● Try it: Write out each line of the records that has "written" in it.

● The records:
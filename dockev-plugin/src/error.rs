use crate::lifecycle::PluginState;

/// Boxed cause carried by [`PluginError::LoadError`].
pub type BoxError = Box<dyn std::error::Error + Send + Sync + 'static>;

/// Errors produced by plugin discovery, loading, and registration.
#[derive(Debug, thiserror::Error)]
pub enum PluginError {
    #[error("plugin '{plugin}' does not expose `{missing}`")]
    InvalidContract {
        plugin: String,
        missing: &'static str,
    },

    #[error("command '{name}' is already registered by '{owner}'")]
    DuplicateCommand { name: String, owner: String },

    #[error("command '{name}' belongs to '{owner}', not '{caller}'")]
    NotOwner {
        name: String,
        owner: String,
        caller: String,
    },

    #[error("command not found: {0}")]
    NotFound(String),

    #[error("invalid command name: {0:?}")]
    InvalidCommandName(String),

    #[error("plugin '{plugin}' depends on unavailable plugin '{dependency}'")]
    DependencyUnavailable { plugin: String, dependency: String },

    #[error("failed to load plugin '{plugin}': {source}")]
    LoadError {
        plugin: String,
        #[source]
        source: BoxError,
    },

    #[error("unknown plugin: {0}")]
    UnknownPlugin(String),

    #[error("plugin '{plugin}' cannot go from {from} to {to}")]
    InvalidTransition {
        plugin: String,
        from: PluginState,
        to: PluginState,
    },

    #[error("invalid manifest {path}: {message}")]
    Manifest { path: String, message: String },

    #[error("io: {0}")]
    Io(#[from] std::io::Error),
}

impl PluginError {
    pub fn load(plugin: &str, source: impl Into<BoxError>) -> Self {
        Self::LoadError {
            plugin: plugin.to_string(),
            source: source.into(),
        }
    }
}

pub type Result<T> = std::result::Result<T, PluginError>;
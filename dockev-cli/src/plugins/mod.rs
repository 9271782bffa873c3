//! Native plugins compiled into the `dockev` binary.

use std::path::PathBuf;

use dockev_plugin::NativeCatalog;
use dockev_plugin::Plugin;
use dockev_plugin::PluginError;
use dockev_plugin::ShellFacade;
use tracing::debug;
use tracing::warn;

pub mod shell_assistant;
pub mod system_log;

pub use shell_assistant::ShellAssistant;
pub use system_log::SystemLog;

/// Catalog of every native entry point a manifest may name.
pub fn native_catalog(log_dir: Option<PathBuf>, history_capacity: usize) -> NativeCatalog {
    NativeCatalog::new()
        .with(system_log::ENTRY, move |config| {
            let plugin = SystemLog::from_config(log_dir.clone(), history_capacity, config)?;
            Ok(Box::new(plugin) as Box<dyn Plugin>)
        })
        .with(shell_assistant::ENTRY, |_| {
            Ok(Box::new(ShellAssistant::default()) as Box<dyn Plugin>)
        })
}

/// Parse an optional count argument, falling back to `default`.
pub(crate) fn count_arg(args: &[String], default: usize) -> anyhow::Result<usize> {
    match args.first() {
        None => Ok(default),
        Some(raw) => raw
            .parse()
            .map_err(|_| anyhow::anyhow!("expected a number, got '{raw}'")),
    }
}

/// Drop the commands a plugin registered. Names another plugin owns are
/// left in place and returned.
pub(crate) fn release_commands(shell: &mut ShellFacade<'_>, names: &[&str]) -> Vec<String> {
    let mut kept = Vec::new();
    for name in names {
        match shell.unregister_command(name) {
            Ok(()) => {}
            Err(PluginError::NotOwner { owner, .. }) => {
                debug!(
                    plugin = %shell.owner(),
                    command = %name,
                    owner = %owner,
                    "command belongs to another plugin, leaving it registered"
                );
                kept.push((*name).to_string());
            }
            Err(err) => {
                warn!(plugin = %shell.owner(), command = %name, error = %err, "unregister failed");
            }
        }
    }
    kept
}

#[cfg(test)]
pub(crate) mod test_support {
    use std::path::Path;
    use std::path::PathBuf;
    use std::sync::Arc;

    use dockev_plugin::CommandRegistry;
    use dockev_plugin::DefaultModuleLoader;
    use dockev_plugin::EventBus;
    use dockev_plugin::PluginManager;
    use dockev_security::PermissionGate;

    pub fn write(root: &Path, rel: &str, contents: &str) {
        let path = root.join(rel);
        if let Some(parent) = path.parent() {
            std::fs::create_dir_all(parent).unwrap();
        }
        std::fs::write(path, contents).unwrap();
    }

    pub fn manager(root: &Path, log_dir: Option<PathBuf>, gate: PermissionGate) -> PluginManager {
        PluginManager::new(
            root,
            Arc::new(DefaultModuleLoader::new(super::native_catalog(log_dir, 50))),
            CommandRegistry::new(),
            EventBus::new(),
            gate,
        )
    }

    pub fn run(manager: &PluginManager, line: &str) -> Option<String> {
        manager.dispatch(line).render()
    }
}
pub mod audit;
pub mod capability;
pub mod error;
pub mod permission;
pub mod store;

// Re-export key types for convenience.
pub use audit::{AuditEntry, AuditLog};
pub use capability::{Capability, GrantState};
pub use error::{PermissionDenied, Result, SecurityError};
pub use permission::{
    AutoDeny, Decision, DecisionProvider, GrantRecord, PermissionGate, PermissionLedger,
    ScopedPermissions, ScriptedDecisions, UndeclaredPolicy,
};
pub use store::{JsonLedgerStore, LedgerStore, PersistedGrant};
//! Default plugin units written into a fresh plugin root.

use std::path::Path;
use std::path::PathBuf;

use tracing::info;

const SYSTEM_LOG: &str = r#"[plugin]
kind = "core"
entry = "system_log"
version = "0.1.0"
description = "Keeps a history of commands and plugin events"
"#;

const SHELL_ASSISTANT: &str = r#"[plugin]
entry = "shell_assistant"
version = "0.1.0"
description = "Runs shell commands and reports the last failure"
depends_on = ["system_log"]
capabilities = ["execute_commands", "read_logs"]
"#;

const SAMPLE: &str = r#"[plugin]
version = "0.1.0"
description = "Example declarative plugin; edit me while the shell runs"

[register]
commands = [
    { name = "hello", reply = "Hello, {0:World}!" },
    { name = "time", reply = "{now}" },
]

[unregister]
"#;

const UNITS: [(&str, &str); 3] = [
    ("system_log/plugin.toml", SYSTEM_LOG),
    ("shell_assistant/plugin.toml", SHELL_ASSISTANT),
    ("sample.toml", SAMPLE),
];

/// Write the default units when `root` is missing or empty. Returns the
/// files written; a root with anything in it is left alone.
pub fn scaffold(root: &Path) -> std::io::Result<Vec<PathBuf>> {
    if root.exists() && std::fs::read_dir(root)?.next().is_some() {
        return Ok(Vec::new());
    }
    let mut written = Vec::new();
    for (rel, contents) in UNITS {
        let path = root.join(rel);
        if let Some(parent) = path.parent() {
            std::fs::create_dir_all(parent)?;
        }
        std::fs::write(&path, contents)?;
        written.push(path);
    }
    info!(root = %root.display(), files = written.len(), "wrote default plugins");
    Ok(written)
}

==

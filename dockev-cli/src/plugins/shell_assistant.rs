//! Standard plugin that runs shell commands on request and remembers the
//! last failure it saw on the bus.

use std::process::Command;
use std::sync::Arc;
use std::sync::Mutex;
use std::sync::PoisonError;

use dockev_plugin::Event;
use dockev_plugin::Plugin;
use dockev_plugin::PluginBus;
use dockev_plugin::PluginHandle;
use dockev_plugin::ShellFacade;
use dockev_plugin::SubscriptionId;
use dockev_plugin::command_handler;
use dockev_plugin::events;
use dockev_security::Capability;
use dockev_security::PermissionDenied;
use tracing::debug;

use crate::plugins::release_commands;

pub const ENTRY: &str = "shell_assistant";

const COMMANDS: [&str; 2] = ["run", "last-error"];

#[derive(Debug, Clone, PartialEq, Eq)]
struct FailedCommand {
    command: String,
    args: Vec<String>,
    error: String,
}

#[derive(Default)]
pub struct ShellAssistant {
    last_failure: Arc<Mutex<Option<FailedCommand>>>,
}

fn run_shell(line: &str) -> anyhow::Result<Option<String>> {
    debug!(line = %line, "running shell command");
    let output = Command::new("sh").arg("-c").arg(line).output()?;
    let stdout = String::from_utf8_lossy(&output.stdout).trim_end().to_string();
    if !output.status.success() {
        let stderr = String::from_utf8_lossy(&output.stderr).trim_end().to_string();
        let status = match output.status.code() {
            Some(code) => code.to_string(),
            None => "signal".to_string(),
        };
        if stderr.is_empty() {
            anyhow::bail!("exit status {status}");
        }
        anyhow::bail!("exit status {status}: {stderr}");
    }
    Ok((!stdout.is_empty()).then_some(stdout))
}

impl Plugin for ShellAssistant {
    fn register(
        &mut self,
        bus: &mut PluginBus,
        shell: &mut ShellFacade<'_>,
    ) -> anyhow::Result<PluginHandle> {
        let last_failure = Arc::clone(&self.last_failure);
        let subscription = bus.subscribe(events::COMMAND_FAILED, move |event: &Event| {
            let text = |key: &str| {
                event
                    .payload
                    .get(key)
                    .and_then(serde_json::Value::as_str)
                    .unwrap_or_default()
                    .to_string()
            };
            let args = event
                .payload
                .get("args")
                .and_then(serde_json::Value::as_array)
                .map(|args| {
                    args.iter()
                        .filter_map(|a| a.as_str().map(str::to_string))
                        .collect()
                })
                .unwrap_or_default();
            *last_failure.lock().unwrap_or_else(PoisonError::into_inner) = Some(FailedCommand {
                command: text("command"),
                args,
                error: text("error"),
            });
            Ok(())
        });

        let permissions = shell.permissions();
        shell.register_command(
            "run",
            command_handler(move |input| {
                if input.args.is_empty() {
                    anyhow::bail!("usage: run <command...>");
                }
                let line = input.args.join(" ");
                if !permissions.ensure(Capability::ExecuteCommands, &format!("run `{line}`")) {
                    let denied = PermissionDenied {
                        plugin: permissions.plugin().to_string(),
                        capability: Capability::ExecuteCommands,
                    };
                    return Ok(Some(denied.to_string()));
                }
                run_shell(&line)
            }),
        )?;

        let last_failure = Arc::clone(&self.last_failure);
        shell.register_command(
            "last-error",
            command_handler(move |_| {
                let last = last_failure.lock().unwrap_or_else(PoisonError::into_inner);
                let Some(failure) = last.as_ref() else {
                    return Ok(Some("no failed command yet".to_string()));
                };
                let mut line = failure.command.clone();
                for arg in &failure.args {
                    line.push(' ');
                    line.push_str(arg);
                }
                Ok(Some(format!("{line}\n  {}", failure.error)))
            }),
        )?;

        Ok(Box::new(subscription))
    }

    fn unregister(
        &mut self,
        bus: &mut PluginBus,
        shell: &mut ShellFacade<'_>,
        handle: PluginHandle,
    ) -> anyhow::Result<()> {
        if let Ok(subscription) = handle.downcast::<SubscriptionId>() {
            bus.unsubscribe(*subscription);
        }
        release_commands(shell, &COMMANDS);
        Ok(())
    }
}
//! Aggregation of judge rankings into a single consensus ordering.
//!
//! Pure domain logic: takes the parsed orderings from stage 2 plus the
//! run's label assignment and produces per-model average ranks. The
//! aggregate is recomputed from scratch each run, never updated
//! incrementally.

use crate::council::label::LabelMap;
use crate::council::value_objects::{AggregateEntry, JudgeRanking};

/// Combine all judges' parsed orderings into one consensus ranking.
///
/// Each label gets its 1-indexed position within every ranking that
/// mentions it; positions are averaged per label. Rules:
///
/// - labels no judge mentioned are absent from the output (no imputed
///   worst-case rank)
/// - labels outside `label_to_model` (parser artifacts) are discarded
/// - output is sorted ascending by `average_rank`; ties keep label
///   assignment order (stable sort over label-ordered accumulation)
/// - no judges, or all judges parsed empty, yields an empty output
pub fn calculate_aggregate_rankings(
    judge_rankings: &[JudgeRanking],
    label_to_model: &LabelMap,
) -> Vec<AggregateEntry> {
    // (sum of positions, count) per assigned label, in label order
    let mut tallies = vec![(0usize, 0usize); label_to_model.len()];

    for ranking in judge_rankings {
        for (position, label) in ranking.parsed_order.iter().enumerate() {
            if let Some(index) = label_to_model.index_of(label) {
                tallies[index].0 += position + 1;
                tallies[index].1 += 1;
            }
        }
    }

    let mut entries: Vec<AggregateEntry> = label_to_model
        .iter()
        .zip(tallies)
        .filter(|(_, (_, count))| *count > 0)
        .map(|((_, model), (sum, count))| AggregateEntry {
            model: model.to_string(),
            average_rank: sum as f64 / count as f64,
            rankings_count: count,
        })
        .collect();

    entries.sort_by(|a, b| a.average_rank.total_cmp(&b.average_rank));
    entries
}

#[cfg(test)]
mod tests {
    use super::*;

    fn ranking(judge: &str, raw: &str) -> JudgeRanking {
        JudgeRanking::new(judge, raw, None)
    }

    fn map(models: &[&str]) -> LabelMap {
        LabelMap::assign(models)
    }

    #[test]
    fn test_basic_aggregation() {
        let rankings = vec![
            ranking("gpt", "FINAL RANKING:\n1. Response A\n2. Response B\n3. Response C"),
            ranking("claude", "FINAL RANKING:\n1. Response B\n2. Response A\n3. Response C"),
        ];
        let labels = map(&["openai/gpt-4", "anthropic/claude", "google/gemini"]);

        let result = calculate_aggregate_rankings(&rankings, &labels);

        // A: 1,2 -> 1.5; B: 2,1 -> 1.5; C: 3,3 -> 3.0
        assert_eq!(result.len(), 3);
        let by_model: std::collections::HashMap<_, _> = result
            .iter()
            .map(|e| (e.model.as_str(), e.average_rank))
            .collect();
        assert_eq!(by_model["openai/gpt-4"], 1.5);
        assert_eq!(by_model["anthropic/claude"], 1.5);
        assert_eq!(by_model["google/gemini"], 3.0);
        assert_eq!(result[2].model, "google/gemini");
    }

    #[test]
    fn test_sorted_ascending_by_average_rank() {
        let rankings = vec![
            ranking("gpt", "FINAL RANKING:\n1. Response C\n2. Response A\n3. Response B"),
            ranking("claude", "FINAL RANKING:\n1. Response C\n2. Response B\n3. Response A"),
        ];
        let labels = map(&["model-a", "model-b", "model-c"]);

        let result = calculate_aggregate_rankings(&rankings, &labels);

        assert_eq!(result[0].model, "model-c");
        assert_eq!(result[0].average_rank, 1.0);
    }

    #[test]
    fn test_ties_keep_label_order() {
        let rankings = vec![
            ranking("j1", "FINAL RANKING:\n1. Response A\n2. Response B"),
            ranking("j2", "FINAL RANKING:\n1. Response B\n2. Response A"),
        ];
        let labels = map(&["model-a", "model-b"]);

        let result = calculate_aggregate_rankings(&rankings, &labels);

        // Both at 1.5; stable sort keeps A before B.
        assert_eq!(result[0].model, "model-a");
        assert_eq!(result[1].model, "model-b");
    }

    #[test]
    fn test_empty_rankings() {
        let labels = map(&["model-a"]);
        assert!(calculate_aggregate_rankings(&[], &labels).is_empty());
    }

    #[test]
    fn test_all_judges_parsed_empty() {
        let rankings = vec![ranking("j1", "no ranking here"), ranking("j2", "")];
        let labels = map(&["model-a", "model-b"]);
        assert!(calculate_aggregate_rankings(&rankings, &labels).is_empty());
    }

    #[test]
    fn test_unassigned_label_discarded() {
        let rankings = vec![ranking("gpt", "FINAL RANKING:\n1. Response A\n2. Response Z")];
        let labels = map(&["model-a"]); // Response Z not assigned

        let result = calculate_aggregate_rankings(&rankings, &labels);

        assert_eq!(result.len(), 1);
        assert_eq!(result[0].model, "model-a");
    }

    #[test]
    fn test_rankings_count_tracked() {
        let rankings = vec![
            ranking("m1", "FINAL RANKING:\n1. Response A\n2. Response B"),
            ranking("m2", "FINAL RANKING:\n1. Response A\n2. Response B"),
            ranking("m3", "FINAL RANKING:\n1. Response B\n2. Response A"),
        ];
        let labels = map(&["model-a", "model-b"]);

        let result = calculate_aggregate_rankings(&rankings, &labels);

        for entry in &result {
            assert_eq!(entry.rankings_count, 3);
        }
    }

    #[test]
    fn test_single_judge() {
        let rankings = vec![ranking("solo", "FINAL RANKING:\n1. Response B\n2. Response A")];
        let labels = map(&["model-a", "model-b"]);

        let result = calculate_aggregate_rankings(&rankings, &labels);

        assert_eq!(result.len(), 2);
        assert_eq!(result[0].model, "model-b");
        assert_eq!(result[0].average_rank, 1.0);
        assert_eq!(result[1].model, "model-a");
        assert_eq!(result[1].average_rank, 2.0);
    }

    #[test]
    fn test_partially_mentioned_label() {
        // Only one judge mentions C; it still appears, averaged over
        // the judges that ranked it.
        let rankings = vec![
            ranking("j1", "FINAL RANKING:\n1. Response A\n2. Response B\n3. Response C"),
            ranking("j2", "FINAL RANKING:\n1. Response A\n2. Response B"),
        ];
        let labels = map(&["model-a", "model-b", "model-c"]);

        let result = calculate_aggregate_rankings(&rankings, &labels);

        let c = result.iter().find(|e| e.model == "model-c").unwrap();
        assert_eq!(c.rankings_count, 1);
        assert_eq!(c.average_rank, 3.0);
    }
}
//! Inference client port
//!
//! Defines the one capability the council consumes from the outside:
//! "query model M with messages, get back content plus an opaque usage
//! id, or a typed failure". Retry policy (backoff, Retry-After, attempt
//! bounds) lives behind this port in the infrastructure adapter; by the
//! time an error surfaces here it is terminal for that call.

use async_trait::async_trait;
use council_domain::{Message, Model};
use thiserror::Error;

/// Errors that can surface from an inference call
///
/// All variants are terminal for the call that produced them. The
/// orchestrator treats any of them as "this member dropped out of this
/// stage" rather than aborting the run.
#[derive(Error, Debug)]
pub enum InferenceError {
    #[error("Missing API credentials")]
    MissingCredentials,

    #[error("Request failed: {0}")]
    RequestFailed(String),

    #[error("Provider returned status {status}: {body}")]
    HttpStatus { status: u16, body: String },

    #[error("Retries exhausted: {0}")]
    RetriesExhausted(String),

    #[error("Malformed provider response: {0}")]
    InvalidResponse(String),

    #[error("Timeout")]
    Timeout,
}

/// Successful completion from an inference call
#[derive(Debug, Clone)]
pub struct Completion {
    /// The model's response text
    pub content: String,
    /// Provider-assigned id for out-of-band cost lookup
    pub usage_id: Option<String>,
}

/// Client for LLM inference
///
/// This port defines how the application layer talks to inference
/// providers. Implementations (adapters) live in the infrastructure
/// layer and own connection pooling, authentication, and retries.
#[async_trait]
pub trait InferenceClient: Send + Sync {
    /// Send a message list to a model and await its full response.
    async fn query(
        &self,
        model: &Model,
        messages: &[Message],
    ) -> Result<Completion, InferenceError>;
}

* * *

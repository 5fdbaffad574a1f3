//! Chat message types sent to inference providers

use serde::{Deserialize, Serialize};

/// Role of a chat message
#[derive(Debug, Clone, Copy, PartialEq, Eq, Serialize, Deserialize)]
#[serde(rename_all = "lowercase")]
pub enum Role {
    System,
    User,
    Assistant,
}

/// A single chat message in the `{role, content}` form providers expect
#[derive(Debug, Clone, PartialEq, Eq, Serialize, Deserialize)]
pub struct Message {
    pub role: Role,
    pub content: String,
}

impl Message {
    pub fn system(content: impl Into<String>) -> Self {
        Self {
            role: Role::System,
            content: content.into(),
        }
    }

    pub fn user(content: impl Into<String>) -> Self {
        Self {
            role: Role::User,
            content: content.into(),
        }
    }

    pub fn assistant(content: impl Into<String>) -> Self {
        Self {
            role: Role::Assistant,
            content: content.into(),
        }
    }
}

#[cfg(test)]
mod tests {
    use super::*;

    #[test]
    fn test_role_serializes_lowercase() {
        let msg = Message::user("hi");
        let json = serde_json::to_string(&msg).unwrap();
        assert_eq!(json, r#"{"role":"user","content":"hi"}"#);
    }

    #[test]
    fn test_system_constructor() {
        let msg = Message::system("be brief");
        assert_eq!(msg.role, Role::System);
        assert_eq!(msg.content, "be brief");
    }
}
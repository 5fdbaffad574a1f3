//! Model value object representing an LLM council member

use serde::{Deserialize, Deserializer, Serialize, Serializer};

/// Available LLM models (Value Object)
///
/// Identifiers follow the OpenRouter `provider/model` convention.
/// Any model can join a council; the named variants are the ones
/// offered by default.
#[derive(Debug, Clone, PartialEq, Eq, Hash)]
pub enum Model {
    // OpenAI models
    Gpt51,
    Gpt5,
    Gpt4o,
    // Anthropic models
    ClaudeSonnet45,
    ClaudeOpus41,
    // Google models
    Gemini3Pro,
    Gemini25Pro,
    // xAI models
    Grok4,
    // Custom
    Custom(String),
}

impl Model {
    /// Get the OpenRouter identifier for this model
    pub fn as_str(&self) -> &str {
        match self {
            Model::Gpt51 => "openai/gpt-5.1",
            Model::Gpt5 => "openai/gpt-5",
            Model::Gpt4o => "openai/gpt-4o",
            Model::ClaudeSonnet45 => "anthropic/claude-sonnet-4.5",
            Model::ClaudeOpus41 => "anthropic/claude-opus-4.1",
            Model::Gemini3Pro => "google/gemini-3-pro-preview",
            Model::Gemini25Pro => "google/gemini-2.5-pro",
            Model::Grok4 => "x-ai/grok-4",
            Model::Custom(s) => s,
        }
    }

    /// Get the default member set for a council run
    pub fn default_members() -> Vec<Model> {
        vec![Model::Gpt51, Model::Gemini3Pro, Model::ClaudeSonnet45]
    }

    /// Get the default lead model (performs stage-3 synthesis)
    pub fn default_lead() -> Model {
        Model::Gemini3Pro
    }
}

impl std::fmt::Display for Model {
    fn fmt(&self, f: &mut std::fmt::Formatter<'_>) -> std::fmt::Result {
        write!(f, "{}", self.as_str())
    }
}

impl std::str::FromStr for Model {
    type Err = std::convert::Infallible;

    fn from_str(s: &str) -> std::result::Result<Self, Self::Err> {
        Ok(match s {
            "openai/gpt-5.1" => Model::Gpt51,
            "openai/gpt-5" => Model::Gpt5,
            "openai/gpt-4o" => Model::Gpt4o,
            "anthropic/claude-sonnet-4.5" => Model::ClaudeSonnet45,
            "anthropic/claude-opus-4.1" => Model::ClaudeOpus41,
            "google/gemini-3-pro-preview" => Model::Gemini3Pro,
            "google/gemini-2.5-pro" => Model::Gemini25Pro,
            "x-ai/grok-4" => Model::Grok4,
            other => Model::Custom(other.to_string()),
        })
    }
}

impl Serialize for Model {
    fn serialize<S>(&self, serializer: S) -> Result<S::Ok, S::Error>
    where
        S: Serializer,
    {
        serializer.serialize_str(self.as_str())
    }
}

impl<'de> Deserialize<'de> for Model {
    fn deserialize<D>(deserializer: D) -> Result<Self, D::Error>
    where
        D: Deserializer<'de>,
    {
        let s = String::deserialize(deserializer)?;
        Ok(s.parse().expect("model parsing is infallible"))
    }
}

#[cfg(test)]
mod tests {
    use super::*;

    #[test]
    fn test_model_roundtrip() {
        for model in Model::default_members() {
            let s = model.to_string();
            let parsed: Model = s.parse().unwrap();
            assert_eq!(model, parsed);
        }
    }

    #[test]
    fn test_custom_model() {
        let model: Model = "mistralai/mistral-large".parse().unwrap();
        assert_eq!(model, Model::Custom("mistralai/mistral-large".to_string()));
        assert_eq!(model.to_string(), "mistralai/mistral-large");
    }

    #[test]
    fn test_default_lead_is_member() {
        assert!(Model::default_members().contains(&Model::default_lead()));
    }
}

● Solution to the exercise:
//! Default plugin units written into a fresh plugin root.
/// files written; a root with anything in it is left alone.
    let mut written = Vec::new();
        written.push(path);
    info!(root = %root.display(), files = written.len(), "wrote default plugins");
    Ok(written)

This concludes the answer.